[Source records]
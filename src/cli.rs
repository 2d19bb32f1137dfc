use clap::{Arg, ArgAction, Command};

pub const DEFAULT_BIND_ADDR: &str = "0.0.0.0:2048";
pub const DEFAULT_STATS_URL: &str = "https://waves-nodes-get-height.wavesnodes.com/";
pub const DEFAULT_AUTH_HEADER: &str = "X-Waves-Monitor-Auth";

/// A long option with an environment variable fallback.
fn env_arg(id: &'static str, env: &'static str, help: &'static str) -> Arg {
    Arg::new(id)
        .long(id)
        .env(env)
        .value_name(env)
        .help(help)
        .global(true)
}

pub fn build_cli() -> Command {
    Command::new("netmon")
        .version(env!("CARGO_PKG_VERSION"))
        .about("Blockchain network health monitor")
        .arg(
            env_arg("log-level", "LOG_LEVEL", "Logging level: DEV, DEBUG, INFO, WARN, ERROR or FATAL")
                .default_value("INFO"),
        )
        .arg(
            env_arg("bind-addr", "BIND_ADDR", "Local network address to bind the HTTP API of the service on")
                .default_value(DEFAULT_BIND_ADDR),
        )
        .arg(
            env_arg("network-scheme", "NETWORK_SCHEME", "Monitored network scheme: W, T, S or E")
                .default_value("W"),
        )
        .arg(
            env_arg("stats-url", "STATS_URL", "Nodes statistics URL")
                .default_value(DEFAULT_STATS_URL),
        )
        .arg(
            env_arg("stats-poll-interval", "STATS_POLL_INTERVAL", "Nodes statistics polling interval, e.g. 30s, 1m, 1500ms")
                .default_value("1m"),
        )
        .arg(
            env_arg("stats-history-size", "STATS_HISTORY_SIZE", "Nodes statistics history size")
                .default_value("10"),
        )
        .arg(
            env_arg("network-errors-streak", "NETWORK_ERRORS_STREAK", "Consecutive alerting checks after which the network is reported as degraded")
                .default_value("5"),
        )
        .arg(
            env_arg("initial-mon-state", "INITIAL_MON_STATE", "Initial monitoring state: active, frozen_operates_stable or frozen_degraded")
                .default_value("active"),
        )
        .arg(
            env_arg("http-auth-header", "HTTP_AUTH_HEADER", "HTTP header carrying the auth token for privileged routes")
                .default_value(DEFAULT_AUTH_HEADER),
        )
        .arg(
            env_arg("http-auth-token", "HTTP_AUTH_TOKEN", "Auth token for privileged routes; empty disables them")
                .default_value("")
                .hide_env_values(true),
        )
        .arg(
            env_arg("stats-max-response-size", "STATS_MAX_RESPONSE_SIZE", "Maximum accepted size of the statistics response in bytes")
                .default_value("131072"),
        )
        .arg(
            env_arg("stats-request-timeout", "STATS_REQUEST_TIMEOUT", "Timeout of a single statistics request")
                .default_value("30s"),
        )
        .arg(
            env_arg("criterion-down-total-part", "CRITERION_DOWN_TOTAL_PART", "Fraction of down nodes that raises an alert")
                .default_value("0.3"),
        )
        .arg(
            env_arg("criterion-height-diff", "CRITERION_HEIGHT_DIFF", "Height spread between working nodes that raises an alert")
                .default_value("5"),
        )
        .arg(
            env_arg(
                "criterion-height-require-min-nodes-on-same-height",
                "CRITERION_HEIGHT_REQUIRE_MIN_NODES_ON_SAME_HEIGHT",
                "Minimum nodes required on both the lowest and highest height",
            )
            .default_value("2"),
        )
        .arg(
            env_arg(
                "criterion-statehash-min-groups-on-same-height",
                "CRITERION_STATEHASH_MIN_GROUPS_ON_SAME_HEIGHT",
                "Minimum distinct state hashes on one height that can raise an alert",
            )
            .default_value("2"),
        )
        .arg(
            env_arg(
                "criterion-statehash-min-valuable-groups",
                "CRITERION_STATEHASH_MIN_VALUABLE_GROUPS",
                "Minimum large-enough state hash groups on one height that raise an alert",
            )
            .default_value("2"),
        )
        .arg(
            env_arg(
                "criterion-statehash-min-nodes-in-valuable-group",
                "CRITERION_STATEHASH_MIN_NODES_IN_VALUABLE_GROUP",
                "Minimum nodes for a state hash group to count as valuable",
            )
            .default_value("2"),
        )
        .arg(
            env_arg(
                "criterion-statehash-require-min-nodes-on-same-height",
                "CRITERION_STATEHASH_REQUIRE_MIN_NODES_ON_SAME_HEIGHT",
                "Minimum nodes on a height for its state hashes to be compared",
            )
            .default_value("4"),
        )
        .subcommand(Command::new("serve").about("Run the monitor and its HTTP API (default)"))
        .subcommand(
            Command::new("check")
                .about("Fetch node statistics once and print the evaluation")
                .arg(
                    Arg::new("json")
                        .long("json")
                        .help("Print the snapshot as JSON")
                        .action(ArgAction::SetTrue),
                ),
        )
}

● **AIM OF THE TASK**
All of the records should be transcribed exactly, with nothing left out.

● **RESPONSE BELOW**
filename src/cli.rs
repository 2d19bb32f1137dfc
use clap::{Arg, ArgAction, Command};

pub const DEFAULT_BIND_ADDR: &str = "0.0.0.0:2048";
pub const DEFAULT_STATS_URL: &str = "https://waves-nodes-get-height.wavesnodes.com/";
pub const DEFAULT_AUTH_HEADER: &str = "X-Waves-Monitor-Auth";

/// A long option with an environment variable fallback.
fn env_arg(id: &'static str, env: &'static str, help: &'static str) -> Arg {
    Arg::new(id)
        .long(id)
        .env(env)
        .value_name(env)
        .help(help)
        .global(true)
}

pub fn build_cli() -> Command {
    Command::new("netmon")
        .version(env!("CARGO_PKG_VERSION"))
        .about("Blockchain network health monitor")
        .arg(
            env_arg("log-level", "LOG_LEVEL", "Logging level: DEV, DEBUG, INFO, WARN, ERROR or FATAL")
                .default_value("INFO"),
        )
        .arg(
            env_arg("bind-addr", "BIND_ADDR", "Local network address to bind the HTTP API of the service on")
                .default_value(DEFAULT_BIND_ADDR),
        )
        .arg(
            env_arg("network-scheme", "NETWORK_SCHEME", "Monitored network scheme: W, T, S or E")
                .default_value("W"),
        )
        .arg(
            env_arg("stats-url", "STATS_URL", "Nodes statistics URL")
                .default_value(DEFAULT_STATS_URL),
        )
        .arg(
            env_arg("stats-poll-interval", "STATS_POLL_INTERVAL", "Nodes statistics polling interval, e.g. 30s, 1m, 1500ms")
                .default_value("1m"),
        )
        .arg(
            env_arg("stats-history-size", "STATS_HISTORY_SIZE", "Nodes statistics history size")
                .default_value("10"),
        )
        .arg(
            env_arg("network-errors-streak", "NETWORK_ERRORS_STREAK", "Consecutive alerting checks after which the network is reported as degraded")
                .default_value("5"),
        )
        .arg(
            env_arg("initial-mon-state", "INITIAL_MON_STATE", "Initial monitoring state: active, frozen_operates_stable or frozen_degraded")
                .default_value("active"),
        )
        .arg(
            env_arg("http-auth-header", "HTTP_AUTH_HEADER", "HTTP header carrying the auth token for privileged routes")
                .default_value(DEFAULT_AUTH_HEADER),
        )
        .arg(
            env_arg("http-auth-token", "HTTP_AUTH_TOKEN", "Auth token for privileged routes; empty disables them")
                .default_value("")
                .hide_env_values(true),
        )
        .arg(
            env_arg("stats-max-response-size", "STATS_MAX_RESPONSE_SIZE", "Maximum accepted size of the statistics response in bytes")
                .default_value("131072"),
        )
        .arg(
            env_arg("stats-request-timeout", "STATS_REQUEST_TIMEOUT", "Timeout of a single statistics request")
                .default_value("30s"),
        )
        .arg(
            env_arg("criterion-down-total-part", "CRITERION_DOWN_TOTAL_PART", "Fraction of down nodes that raises an alert")
                .default_value("0.3"),
        )
        .arg(
            env_arg("criterion-height-diff", "CRITERION_HEIGHT_DIFF", "Height spread between working nodes that raises an alert")
                .default_value("5"),
        )
        .arg(
            env_arg(
                "criterion-height-require-min-nodes-on-same-height",
                "CRITERION_HEIGHT_REQUIRE_MIN_NODES_ON_SAME_HEIGHT",
                "Minimum nodes required on both the lowest and highest height",
            )
            .default_value("2"),
        )
        .arg(
            env_arg(
                "criterion-statehash-min-groups-on-same-height",
                "CRITERION_STATEHASH_MIN_GROUPS_ON_SAME_HEIGHT",
                "Minimum distinct state hashes on one height that can raise an alert",
            )
            .default_value("2"),
        )
        .arg(
            env_arg(
                "criterion-statehash-min-valuable-groups",
                "CRITERION_STATEHASH_MIN_VALUABLE_GROUPS",
                "Minimum large-enough state hash groups on one height that raise an alert",
            )
            .default_value("2"),
        )
        .arg(
            env_arg(
                "criterion-statehash-min-nodes-in-valuable-group",
                "CRITERION_STATEHASH_MIN_NODES_IN_VALUABLE_GROUP",
                "Minimum nodes for a state hash group to count as valuable",
            )
            .default_value("2"),
        )
        .arg(
            env_arg(
                "criterion-statehash-require-min-nodes-on-same-height",
                "CRITERION_STATEHASH_REQUIRE_MIN_NODES_ON_SAME_HEIGHT",
                "Minimum nodes on a height for its state hashes to be compared",
            )
            .default_value("4"),
        )
        .subcommand(Command::new("serve").about("Run the monitor and its HTTP API (default)"))
        .subcommand(
            Command::new("check")
                .about("Fetch node statistics once and print the evaluation")
                .arg(
                    Arg::new("json")
                        .long("json")
                        .help("Print the snapshot as JSON")
                        .action(ArgAction::SetTrue),
                ),
        )
}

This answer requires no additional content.